Optional Hybrid Plan Bill
New Optional Hybrid Plan (For Certain State Employees) (Effective Jan. 1, 2014)
· Provide an optional combination plan for new hires and existing state employees, including state law enforcement, that includes a defined benefit component with a multiplier of 1.0 and a required employee contribution of 4 percent, coupled with a defined contribution component that includes a required employee contribution of 2 percent and a corresponding matching contribution from the employer of 1 percent. The legislation further allows for optional additional employee contributions of up to 4 percent which could be matched by another 2.5 percent from the employer. Maximum contributions to the defined contribution plan could be as high as 6 percent from the employee and 3.5 percent from the employer, for a total of 9.5 percent.
· Employees who, under present law, already have a choice of an Optional Retirement Plan would not be offered the new hybrid plan. These employees include college faculty, political appointees and employees of the Virginia Port Authority, Outdoors Foundation and the teaching hospitals. Judges, teachers and other local employees would also not be covered by the new hybrid plan.

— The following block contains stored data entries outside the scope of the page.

//! Coupon aggregate entity.
//!
//! # Invariants
//!
//! - `code` is unique across the system (enforced by the ledger's unique
//!   constraint, not by a prior read)
//! - `is_used` transitions false to true exactly once, never back
//! - `used_at`, `validated_at`, and `validated_by_store_id` are set iff used
//! - A coupon may only be redeemed at a store of its own location

use serde::{Deserialize, Serialize};

use crate::domain::foundation::{CouponId, LocationId, StoreId, Timestamp};

use super::CouponCode;

/// A single-use coupon issued under a location.
#[derive(Debug, Clone, PartialEq, Eq, Serialize, Deserialize)]
pub struct Coupon {
    /// Unique identifier.
    pub id: CouponId,

    /// The scannable code.
    pub code: CouponCode,

    /// Location the coupon was issued under.
    pub location_id: LocationId,

    /// Whether the coupon has been redeemed.
    pub is_used: bool,

    /// When the coupon was issued.
    pub created_at: Timestamp,

    /// When the coupon was redeemed, if it has been.
    pub used_at: Option<Timestamp>,

    /// When the redeeming validation ran, if it has.
    pub validated_at: Option<Timestamp>,

    /// The store that performed the redemption. Need not be the store the
    /// code was conceptually issued for, only one of the location's stores.
    pub validated_by_store_id: Option<StoreId>,
}

impl Coupon {
    /// Creates a fresh, unused coupon.
    pub fn issue(code: CouponCode, location_id: LocationId, now: Timestamp) -> Self {
        Self {
            id: CouponId::new(),
            code,
            location_id,
            is_used: false,
            created_at: now,
            used_at: None,
            validated_at: None,
            validated_by_store_id: None,
        }
    }

    /// Whether this coupon belongs to the given location.
    pub fn belongs_to(&self, location_id: &LocationId) -> bool {
        self.location_id == *location_id
    }

    /// Returns the redeemed copy of this coupon.
    ///
    /// Pure state transition; the ledger's conditional update is what makes
    /// it happen at most once.
    pub fn redeemed_at(&self, store_id: StoreId, now: Timestamp) -> Self {
        let mut redeemed = self.clone();
        redeemed.is_used = true;
        redeemed.used_at = Some(now);
        redeemed.validated_at = Some(now);
        redeemed.validated_by_store_id = Some(store_id);
        redeemed
    }
}

#[cfg(test)]
mod tests {
    use super::*;

    #[test]
    fn issued_coupons_start_unused() {
        let coupon = Coupon::issue(CouponCode::generate(), LocationId::new(), Timestamp::now());
        assert!(!coupon.is_used);
        assert!(coupon.used_at.is_none());
        assert!(coupon.validated_by_store_id.is_none());
    }

    #[test]
    fn redeemed_copy_carries_store_and_timestamps() {
        let coupon = Coupon::issue(CouponCode::generate(), LocationId::new(), Timestamp::now());
        let store = StoreId::new();
        let now = Timestamp::now();

        let redeemed = coupon.redeemed_at(store, now);
        assert!(redeemed.is_used);
        assert_eq!(redeemed.used_at, Some(now));
        assert_eq!(redeemed.validated_at, Some(now));
        assert_eq!(redeemed.validated_by_store_id, Some(store));
        // issuance fields untouched
        assert_eq!(redeemed.id, coupon.id);
        assert_eq!(redeemed.created_at, coupon.created_at);
    }

    #[test]
    fn location_scoping_compares_ids() {
        let location = LocationId::new();
        let coupon = Coupon::issue(CouponCode::generate(), location, Timestamp::now());
        assert!(coupon.belongs_to(&location));
        assert!(!coupon.belongs_to(&LocationId::new()));
    }
}
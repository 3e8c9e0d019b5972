//! Hosted object-store adapter for image uploads.
//!
//! Uploads go to the storage service's object endpoint; the returned URL is
//! the service's public-object path, which requires the bucket to be public.

use std::time::Duration;

use async_trait::async_trait;
use secrecy::{ExposeSecret, Secret};

use crate::domain::foundation::{DomainError, ErrorCode};
use crate::ports::ImageStorage;

/// Configuration for the hosted object store.
#[derive(Debug, Clone)]
pub struct ObjectStoreConfig {
    /// Storage API base URL, without a trailing slash.
    pub base_url: String,

    /// Service key with write access to the bucket.
    pub api_key: Secret<String>,

    /// Bucket uploads land in.
    pub bucket: String,
}

pub struct HostedObjectStore {
    config: ObjectStoreConfig,
    http_client: reqwest::Client,
}

impl HostedObjectStore {
    pub fn new(config: ObjectStoreConfig) -> Result<Self, DomainError> {
        let http_client = reqwest::Client::builder()
            .timeout(Duration::from_secs(30))
            .build()
            .map_err(|e| {
                DomainError::new(
                    ErrorCode::StorageError,
                    format!("Failed to build HTTP client: {e}"),
                )
            })?;

        Ok(Self {
            config,
            http_client,
        })
    }

    fn base(&self) -> &str {
        self.config.base_url.trim_end_matches('/')
    }

    fn upload_url(&self, path: &str) -> String {
        format!("{}/object/{}/{path}", self.base(), self.config.bucket)
    }

    fn public_url(&self, path: &str) -> String {
        format!("{}/object/public/{}/{path}", self.base(), self.config.bucket)
    }
}

#[async_trait]
impl ImageStorage for HostedObjectStore {
    async fn store(
        &self,
        path: &str,
        content_type: &str,
        bytes: Vec<u8>,
    ) -> Result<String, DomainError> {
        let response = self
            .http_client
            .post(self.upload_url(path))
            .bearer_auth(self.config.api_key.expose_secret())
            .header(reqwest::header::CONTENT_TYPE, content_type)
            .body(bytes)
            .send()
            .await
            .map_err(|e| {
                tracing::error!("object upload failed: {e}");
                DomainError::new(ErrorCode::StorageError, "Storage service unavailable")
            })?;

        if !response.status().is_success() {
            let status = response.status();
            tracing::error!("storage service returned {status}");
            return Err(DomainError::new(
                ErrorCode::StorageError,
                format!("Storage service returned {status}"),
            ));
        }

        Ok(self.public_url(path))
    }
}
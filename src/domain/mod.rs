//! Domain layer: pure types and logic, no I/O.

pub mod coupon;
pub mod directory;
pub mod event;
pub mod foundation;
pub mod stats;
//! Ports - Interfaces for external dependencies.
//!
//! Following hexagonal architecture, ports define the contracts between
//! the domain and the outside world. Adapters implement these ports.

mod auth_provider;
mod coupon_ledger;
mod email_sender;
mod event_repository;
mod image_storage;
mod stats_reader;
mod store_directory;
mod verification_codes;
mod visit_log;

pub use auth_provider::{AuthProvider, AuthenticatedAccount, SessionToken};
pub use coupon_ledger::CouponLedger;
pub use email_sender::EmailSender;
pub use event_repository::{EventRepository, EventWithPages};
pub use image_storage::ImageStorage;
pub use stats_reader::StatsReader;
pub use store_directory::StoreDirectory;
pub use verification_codes::{VerificationCodeRecord, VerificationCodeStore};
pub use visit_log::VisitLog;
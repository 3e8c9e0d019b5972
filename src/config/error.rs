//! Configuration error types

use thiserror::Error;

/// Errors that can occur during configuration loading
#[derive(Debug, Error)]
pub enum ConfigError {
    #[error("Configuration loading failed: {0}")]
    LoadError(#[from] config::ConfigError),

    #[error("Validation failed: {0}")]
    ValidationFailed(#[from] ValidationError),
}

/// Errors that can occur during configuration validation
#[derive(Debug, Error)]
pub enum ValidationError {
    #[error("Required configuration missing: {0}")]
    MissingRequired(&'static str),

    #[error("Invalid port number")]
    InvalidPort,

    #[error("Invalid request timeout")]
    InvalidTimeout,

    #[error("Invalid database URL format")]
    InvalidDatabaseUrl,

    #[error("Pool min_connections exceeds max_connections")]
    InvalidPoolSize,

    #[error("Pool size exceeds maximum allowed (100)")]
    PoolSizeTooLarge,

    #[error("Auth service URL must use HTTPS in production")]
    AuthUrlMustBeHttps,

    #[error("Invalid Resend API key format")]
    InvalidResendKey,

    #[error("Invalid from email address")]
    InvalidFromEmail,

    #[error("Invalid storage URL format")]
    InvalidStorageUrl,
}
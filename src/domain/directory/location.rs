//! Location entity.
//!
//! A Location is the business running marketing events. Its `slug` doubles
//! as the event `domain_code`, and it owns the coupon expiry policy applied
//! to every coupon issued under it.

use serde::{Deserialize, Serialize};

use crate::domain::foundation::{LocationId, Timestamp};

/// A business location that owns stores and coupons.
#[derive(Debug, Clone, PartialEq, Eq, Serialize, Deserialize)]
pub struct Location {
    /// Unique identifier.
    pub id: LocationId,

    /// Unique human-readable slug, used as the event domain code.
    pub slug: String,

    /// Display name.
    pub name: String,

    /// Coupon validity in calendar days. `None` means coupons never expire.
    pub coupon_expiry_days: Option<i32>,

    /// Inactive locations are invisible to every lookup.
    pub is_active: bool,

    /// When the location was created.
    pub created_at: Timestamp,
}

impl Location {
    /// Computes the expiry instant for a coupon created at `created_at`.
    ///
    /// Expiry is the end of the calendar day `coupon_expiry_days - 1` days
    /// after issuance: a one-day validity runs through the end of the issue
    /// day, not 24 hours from issuance. Returns `None` when the location has
    /// no expiry policy.
    pub fn coupon_expiry_instant(&self, created_at: &Timestamp) -> Option<Timestamp> {
        let days = self.coupon_expiry_days?;
        Some(created_at.add_days(i64::from(days) - 1).end_of_day())
    }
}

#[cfg(test)]
mod tests {
    use super::*;
    use chrono::{TimeZone, Utc};

    fn location(expiry_days: Option<i32>) -> Location {
        Location {
            id: LocationId::new(),
            slug: "shop1".to_string(),
            name: "Shop One".to_string(),
            coupon_expiry_days: expiry_days,
            is_active: true,
            created_at: Timestamp::now(),
        }
    }

    fn at(y: i32, mo: u32, d: u32, h: u32, mi: u32, s: u32) -> Timestamp {
        Timestamp::from_datetime(Utc.with_ymd_and_hms(y, mo, d, h, mi, s).unwrap())
    }

    #[test]
    fn no_policy_means_no_expiry() {
        assert_eq!(location(None).coupon_expiry_instant(&Timestamp::now()), None);
    }

    #[test]
    fn one_day_validity_ends_on_the_issue_day() {
        let issued = at(2024, 1, 1, 10, 0, 0);
        let expiry = location(Some(1)).coupon_expiry_instant(&issued).unwrap();

        assert!(expiry.is_after(&at(2024, 1, 1, 23, 59, 59)));
        assert!(expiry.is_before(&at(2024, 1, 2, 0, 0, 1)));
    }

    #[test]
    fn seven_day_validity_ends_six_days_later() {
        let issued = at(2024, 1, 1, 10, 0, 0);
        let expiry = location(Some(7)).coupon_expiry_instant(&issued).unwrap();
        assert_eq!(expiry.date_string(), "2024-01-07");
    }
}
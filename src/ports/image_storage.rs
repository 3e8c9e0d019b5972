//! Object storage port for uploaded images.

use async_trait::async_trait;

use crate::domain::foundation::DomainError;

/// Port to the object store backing image uploads.
#[async_trait]
pub trait ImageStorage: Send + Sync {
    /// Stores the bytes under `path` and returns their public URL.
    async fn store(
        &self,
        path: &str,
        content_type: &str,
        bytes: Vec<u8>,
    ) -> Result<String, DomainError>;
}
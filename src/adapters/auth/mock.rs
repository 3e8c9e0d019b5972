//! Mock authentication adapter for testing.
//!
//! Implements the `AuthProvider` port against an in-process token map so
//! tests and local development do not need the hosted auth service.

use std::collections::HashMap;
use std::sync::RwLock;

use async_trait::async_trait;

use crate::domain::foundation::{DomainError, ErrorCode, UserId};
use crate::ports::{AuthProvider, AuthenticatedAccount, SessionToken};

/// Mock auth provider backed by token and credential maps.
///
/// Tokens not registered with `with_account` (or minted by `sign_in`) are
/// rejected as unauthorized.
#[derive(Debug, Default)]
pub struct MockAuthProvider {
    tokens: RwLock<HashMap<String, AuthenticatedAccount>>,
    credentials: RwLock<HashMap<String, (String, AuthenticatedAccount)>>,
}

impl MockAuthProvider {
    pub fn new() -> Self {
        Self::default()
    }

    /// Registers a bearer token that resolves to the given account.
    pub fn with_account(self, token: impl Into<String>, account: AuthenticatedAccount) -> Self {
        self.tokens.write().unwrap().insert(token.into(), account);
        self
    }

    /// Registers a token that resolves to a freshly minted account.
    pub fn with_test_account(self, token: impl Into<String>) -> (Self, AuthenticatedAccount) {
        let account = AuthenticatedAccount {
            user_id: UserId::new(),
            email: "tester@example.com".to_string(),
        };
        let this = self.with_account(token, account.clone());
        (this, account)
    }
}

fn unauthorized() -> DomainError {
    DomainError::new(ErrorCode::Unauthorized, "Invalid session token")
}

#[async_trait]
impl AuthProvider for MockAuthProvider {
    async fn sign_up(
        &self,
        email: &str,
        password: &str,
    ) -> Result<AuthenticatedAccount, DomainError> {
        let account = AuthenticatedAccount {
            user_id: UserId::new(),
            email: email.to_string(),
        };
        self.credentials
            .write()
            .unwrap()
            .insert(email.to_string(), (password.to_string(), account.clone()));
        Ok(account)
    }

    async fn sign_in(&self, email: &str, password: &str) -> Result<SessionToken, DomainError> {
        let account = {
            let credentials = self.credentials.read().unwrap();
            match credentials.get(email) {
                Some((stored, account)) if stored == password => account.clone(),
                _ => return Err(unauthorized()),
            }
        };

        let token = format!("mock-token-{}", account.user_id);
        self.tokens.write().unwrap().insert(token.clone(), account);
        Ok(SessionToken {
            access_token: token,
            expires_in_secs: 3600,
        })
    }

    async fn verify_token(&self, token: &str) -> Result<AuthenticatedAccount, DomainError> {
        self.tokens
            .read()
            .unwrap()
            .get(token)
            .cloned()
            .ok_or_else(unauthorized)
    }

    async fn sign_out(&self, token: &str) -> Result<(), DomainError> {
        self.tokens.write().unwrap().remove(token);
        Ok(())
    }
}

#[cfg(test)]
mod tests {
    use super::*;

    #[tokio::test]
    async fn registered_token_resolves_to_its_account() {
        let (provider, account) = MockAuthProvider::new().with_test_account("abc");
        let resolved = provider.verify_token("abc").await.unwrap();
        assert_eq!(resolved, account);
    }

    #[tokio::test]
    async fn unknown_token_is_unauthorized() {
        let provider = MockAuthProvider::new();
        let err = provider.verify_token("nope").await.unwrap_err();
        assert_eq!(err.code, ErrorCode::Unauthorized);
    }

    #[tokio::test]
    async fn sign_in_round_trip() {
        let provider = MockAuthProvider::new();
        provider.sign_up("a@b.com", "hunter2").await.unwrap();

        let session = provider.sign_in("a@b.com", "hunter2").await.unwrap();
        let account = provider.verify_token(&session.access_token).await.unwrap();
        assert_eq!(account.email, "a@b.com");

        provider.sign_out(&session.access_token).await.unwrap();
        assert!(provider.verify_token(&session.access_token).await.is_err());
    }

    #[tokio::test]
    async fn wrong_password_is_rejected() {
        let provider = MockAuthProvider::new();
        provider.sign_up("a@b.com", "hunter2").await.unwrap();
        assert!(provider.sign_in("a@b.com", "letmein").await.is_err());
    }
}
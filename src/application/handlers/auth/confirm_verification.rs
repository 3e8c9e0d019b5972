//! ConfirmVerificationHandler - single-use, expiry-gated code check.

use std::sync::Arc;

use crate::domain::foundation::{DomainError, ErrorCode, Timestamp};
use crate::ports::VerificationCodeStore;

/// Command to confirm an emailed verification code.
#[derive(Debug, Clone)]
pub struct ConfirmVerificationCommand {
    pub email: String,
    pub code: String,
}

/// Handler checking and consuming a verification code.
pub struct ConfirmVerificationHandler {
    store: Arc<dyn VerificationCodeStore>,
}

impl ConfirmVerificationHandler {
    pub fn new(store: Arc<dyn VerificationCodeStore>) -> Self {
        Self { store }
    }

    pub async fn handle(&self, cmd: ConfirmVerificationCommand) -> Result<(), DomainError> {
        self.handle_at(cmd, Timestamp::now()).await
    }

    pub async fn handle_at(
        &self,
        cmd: ConfirmVerificationCommand,
        now: Timestamp,
    ) -> Result<(), DomainError> {
        let email = cmd.email.trim().to_lowercase();
        let code = cmd.code.trim();

        let record = self
            .store
            .find_latest(&email, code)
            .await?
            .ok_or_else(|| {
                DomainError::new(ErrorCode::VerificationNotFound, "Unknown verification code")
            })?;

        if record.used {
            return Err(DomainError::new(
                ErrorCode::VerificationUsed,
                "Verification code already used",
            ));
        }
        if !now.is_before(&record.expires_at) {
            return Err(DomainError::new(
                ErrorCode::VerificationExpired,
                "Verification code expired",
            ));
        }

        self.store.mark_used(&record.id).await
    }
}

#[cfg(test)]
mod tests {
    use super::*;
    use crate::ports::VerificationCodeRecord;
    use async_trait::async_trait;
    use std::sync::Mutex;
    use uuid::Uuid;

    struct SingleRowStore {
        row: Mutex<VerificationCodeRecord>,
    }

    impl SingleRowStore {
        fn new(row: VerificationCodeRecord) -> Self {
            Self {
                row: Mutex::new(row),
            }
        }
    }

    #[async_trait]
    impl VerificationCodeStore for SingleRowStore {
        async fn insert(&self, _record: &VerificationCodeRecord) -> Result<(), DomainError> {
            Ok(())
        }

        async fn find_latest(
            &self,
            email: &str,
            code: &str,
        ) -> Result<Option<VerificationCodeRecord>, DomainError> {
            let row = self.row.lock().unwrap();
            Ok((row.email == email && row.code == code).then(|| row.clone()))
        }

        async fn mark_used(&self, id: &Uuid) -> Result<(), DomainError> {
            let mut row = self.row.lock().unwrap();
            if row.id == *id {
                row.used = true;
            }
            Ok(())
        }
    }

    fn record(expires_in: u64) -> VerificationCodeRecord {
        let now = Timestamp::now();
        VerificationCodeRecord {
            id: Uuid::new_v4(),
            email: "a@b.c".to_string(),
            code: "123456".to_string(),
            used: false,
            expires_at: now.plus_secs(expires_in),
            created_at: now,
        }
    }

    fn cmd(code: &str) -> ConfirmVerificationCommand {
        ConfirmVerificationCommand {
            email: "a@b.c".to_string(),
            code: code.to_string(),
        }
    }

    #[tokio::test]
    async fn valid_codes_are_consumed() {
        let store = Arc::new(SingleRowStore::new(record(600)));
        let handler = ConfirmVerificationHandler::new(store.clone());

        handler.handle(cmd("123456")).await.unwrap();
        assert!(store.row.lock().unwrap().used);

        // second confirmation fails
        let err = handler.handle(cmd("123456")).await.unwrap_err();
        assert_eq!(err.code, ErrorCode::VerificationUsed);
    }

    #[tokio::test]
    async fn expired_codes_are_rejected() {
        let store = Arc::new(SingleRowStore::new(record(600)));
        let handler = ConfirmVerificationHandler::new(store.clone());

        let later = Timestamp::now().plus_secs(601);
        let err = handler.handle_at(cmd("123456"), later).await.unwrap_err();
        assert_eq!(err.code, ErrorCode::VerificationExpired);
        assert!(!store.row.lock().unwrap().used);
    }

    #[tokio::test]
    async fn wrong_codes_are_not_found() {
        let handler = ConfirmVerificationHandler::new(Arc::new(SingleRowStore::new(record(600))));
        let err = handler.handle(cmd("000000")).await.unwrap_err();
        assert_eq!(err.code, ErrorCode::VerificationNotFound);
    }
}
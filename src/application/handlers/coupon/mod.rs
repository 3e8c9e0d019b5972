//! Coupon lifecycle handlers: issuance, validation, redemption.

mod issue_coupon;
mod redeem_coupon;
mod validate_coupon;

pub use issue_coupon::{IssueCouponCommand, IssueCouponHandler};
pub use redeem_coupon::{RedeemCouponCommand, RedeemCouponHandler, RedemptionOutcome};
pub use validate_coupon::{ValidateCouponCommand, ValidateCouponHandler};
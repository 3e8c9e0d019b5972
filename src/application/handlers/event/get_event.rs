//! GetEventHandler - owner-scoped event read.

use std::sync::Arc;

use crate::domain::foundation::{DomainError, ErrorCode, EventId, UserId};
use crate::ports::{EventRepository, EventWithPages};

/// Query for one of the caller's events.
#[derive(Debug, Clone)]
pub struct GetEventQuery {
    pub event_id: EventId,
    pub owner_id: UserId,
}

/// Handler for owner-scoped event reads.
pub struct GetEventHandler {
    events: Arc<dyn EventRepository>,
}

impl GetEventHandler {
    pub fn new(events: Arc<dyn EventRepository>) -> Self {
        Self { events }
    }

    pub async fn handle(&self, query: GetEventQuery) -> Result<EventWithPages, DomainError> {
        let found = self.events.find_by_id(&query.event_id).await?.ok_or_else(|| {
            DomainError::new(
                ErrorCode::EventNotFound,
                format!("Event {} not found", query.event_id),
            )
        })?;

        if found.event.owner_id != query.owner_id {
            return Err(DomainError::new(
                ErrorCode::Forbidden,
                "Event belongs to another account",
            ));
        }

        Ok(found)
    }
}
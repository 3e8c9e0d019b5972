//! PostgreSQL implementation of the StoreDirectory port.

use async_trait::async_trait;
use chrono::{DateTime, Utc};
use sqlx::PgPool;
use uuid::Uuid;

use crate::domain::directory::{Location, Store, StoreKey};
use crate::domain::foundation::{DomainError, LocationId, StoreId, Timestamp};
use crate::ports::StoreDirectory;

/// PostgreSQL implementation of the StoreDirectory port.
pub struct PostgresStoreDirectory {
    pool: PgPool,
}

impl PostgresStoreDirectory {
    /// Creates a new directory backed by the given connection pool.
    pub fn new(pool: PgPool) -> Self {
        Self { pool }
    }
}

/// Database row representation of a location.
#[derive(Debug, sqlx::FromRow)]
struct LocationRow {
    id: Uuid,
    slug: String,
    name: String,
    coupon_expiry_days: Option<i32>,
    is_active: bool,
    created_at: DateTime<Utc>,
}

impl From<LocationRow> for Location {
    fn from(row: LocationRow) -> Self {
        Location {
            id: LocationId::from_uuid(row.id),
            slug: row.slug,
            name: row.name,
            coupon_expiry_days: row.coupon_expiry_days,
            is_active: row.is_active,
            created_at: Timestamp::from_datetime(row.created_at),
        }
    }
}

/// Database row representation of a store.
#[derive(Debug, sqlx::FromRow)]
struct StoreRow {
    id: Uuid,
    location_id: Uuid,
    slug: String,
    name: String,
    description: Option<String>,
    is_active: bool,
    created_at: DateTime<Utc>,
}

impl From<StoreRow> for Store {
    fn from(row: StoreRow) -> Self {
        Store {
            id: StoreId::from_uuid(row.id),
            location_id: LocationId::from_uuid(row.location_id),
            slug: row.slug,
            name: row.name,
            description: row.description,
            is_active: row.is_active,
            created_at: Timestamp::from_datetime(row.created_at),
        }
    }
}

const LOCATION_COLUMNS: &str = "id, slug, name, coupon_expiry_days, is_active, created_at";
const STORE_COLUMNS: &str = "id, location_id, slug, name, description, is_active, created_at";

#[async_trait]
impl StoreDirectory for PostgresStoreDirectory {
    async fn location_by_slug(&self, slug: &str) -> Result<Option<Location>, DomainError> {
        let rows: Vec<LocationRow> = sqlx::query_as(&format!(
            "SELECT {LOCATION_COLUMNS} FROM locations WHERE slug = $1 AND is_active = TRUE ORDER BY created_at"
        ))
        .bind(slug)
        .fetch_all(&self.pool)
        .await
        .map_err(DomainError::database)?;

        // slug is unique; more than one row means the invariant broke
        if rows.len() > 1 {
            tracing::warn!(slug, matches = rows.len(), "multiple active locations share a slug");
        }
        Ok(rows.into_iter().next().map(Location::from))
    }

    async fn location_by_id(&self, id: &LocationId) -> Result<Option<Location>, DomainError> {
        let row: Option<LocationRow> = sqlx::query_as(&format!(
            "SELECT {LOCATION_COLUMNS} FROM locations WHERE id = $1"
        ))
        .bind(id.as_uuid())
        .fetch_optional(&self.pool)
        .await
        .map_err(DomainError::database)?;

        Ok(row.map(Location::from))
    }

    async fn store_by_key(&self, key: &StoreKey) -> Result<Option<Store>, DomainError> {
        // Exact slug match first, regardless of how the key was classified.
        let row: Option<StoreRow> = sqlx::query_as(&format!(
            "SELECT {STORE_COLUMNS} FROM stores WHERE slug = $1 AND is_active = TRUE"
        ))
        .bind(key.as_str())
        .fetch_optional(&self.pool)
        .await
        .map_err(DomainError::database)?;

        if let Some(row) = row {
            return Ok(Some(Store::from(row)));
        }

        // Legacy fallback on every slug miss: scan active stores for an
        // embedded temp id. Hyphenated temp ids classify as slugs, so the
        // key variant cannot gate this. O(active stores); tolerable only
        // while unmigrated records exist.
        let rows: Vec<StoreRow> = sqlx::query_as(&format!(
            "SELECT {STORE_COLUMNS} FROM stores WHERE is_active = TRUE"
        ))
        .fetch_all(&self.pool)
        .await
        .map_err(DomainError::database)?;

        Ok(rows
            .into_iter()
            .map(Store::from)
            .find(|store| store.has_temp_id(key.as_str())))
    }

    async fn store_name(&self, id: &StoreId) -> Result<Option<String>, DomainError> {
        let name: Option<(String,)> =
            sqlx::query_as("SELECT name FROM stores WHERE id = $1")
                .bind(id.as_uuid())
                .fetch_optional(&self.pool)
                .await
                .map_err(DomainError::database)?;

        Ok(name.map(|(name,)| name))
    }
}
//! Conversion between the editor and relational landing-page shapes.
//!
//! Pure and I/O-free. The forward direction always emits exactly
//! [`PAGE_SLOT_COUNT`] page records, padding unpopulated slots with
//! type-specific defaults, and drops fields without a value; color and
//! visibility alone do not produce a row. The inverse reconstructs the
//! editor state, so the round trip is exact for states whose declared
//! fields all carry non-empty values.

use std::collections::BTreeMap;

use super::landing_page::{
    EditorPage, EditorState, FieldContent, FieldRow, PageRecord, PAGE_SLOT_COUNT,
};

/// Flattens editor state into the fixed five page records.
pub fn to_records(editor: &EditorState) -> Vec<PageRecord> {
    (1..=PAGE_SLOT_COUNT)
        .map(|slot_no| {
            let page = editor
                .pages
                .get(slot_no - 1)
                .cloned()
                .unwrap_or_else(|| EditorPage::default_for_slot(slot_no));

            let contents = page
                .fields
                .iter()
                .filter(|(_, content)| content.has_value())
                .map(|(field_id, content)| FieldRow {
                    field_id: field_id.clone(),
                    field_value: content.value.clone().unwrap_or_default(),
                    field_color: content.color.clone(),
                    is_visible: content.visible,
                })
                .collect();

            PageRecord {
                page_no: slot_no as i32,
                template_kind: page.template_kind,
                template_variant: page.template_variant,
                contents,
            }
        })
        .collect()
}

/// Rebuilds editor state from page records.
///
/// Records are slotted by `page_no`; missing slots come back as defaults so
/// the editor always sees five pages. Visibility is taken verbatim from the
/// row; the visible-by-default rule applies only on the forward direction.
pub fn to_editor(records: &[PageRecord]) -> EditorState {
    let by_slot: BTreeMap<i32, &PageRecord> =
        records.iter().map(|r| (r.page_no, r)).collect();

    let pages = (1..=PAGE_SLOT_COUNT)
        .map(|slot_no| match by_slot.get(&(slot_no as i32)) {
            Some(record) => EditorPage {
                template_kind: record.template_kind.clone(),
                template_variant: record.template_variant.clone(),
                fields: record
                    .contents
                    .iter()
                    .map(|row| {
                        (
                            row.field_id.clone(),
                            FieldContent {
                                value: Some(row.field_value.clone()),
                                color: row.field_color.clone(),
                                visible: row.is_visible,
                            },
                        )
                    })
                    .collect(),
            },
            None => EditorPage::default_for_slot(slot_no),
        })
        .collect();

    EditorState { pages }
}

· The employer’s contribution to the defined benefit component of the hybrid plan would be determined actuarially in accordance with § 51.1-145.
· The plan as drafted establishes a 6 percent mandatory contribution by a hybrid plan member (4 percent to defined benefit component and 2 percent to defined contribution component), making the mandatory contribution no different than the member contribution to the legacy defined benefit plan for state employees.
· If a current employee opts for the hybrid plan, his service in the defined benefit plan would transfer at the previous multiplier (1.7 percent, 1.85 percent, or 2.0 percent) but accrue at 1 percent thereafter.
· An employee’s election is irrevocable. New employees will have 60 days to make the election; the existing defined benefit plan will be the default for those employees who fail to make an election within 60 days. Current employees (as of Jan. 1, 2014) will have 120 days to choose between the hybrid and the existing defined benefit plan; the default will be to remain in the existing defined benefit plan.
· State employees opting for the new hybrid plan will be covered by the same disability plan available to all state employees (the Virginia Sickness and Disability Plan).
· The new hybrid plan will use the existing § 457(b) and § 401(a) plans for the defined contribution component. IRS annual contribution limits will apply.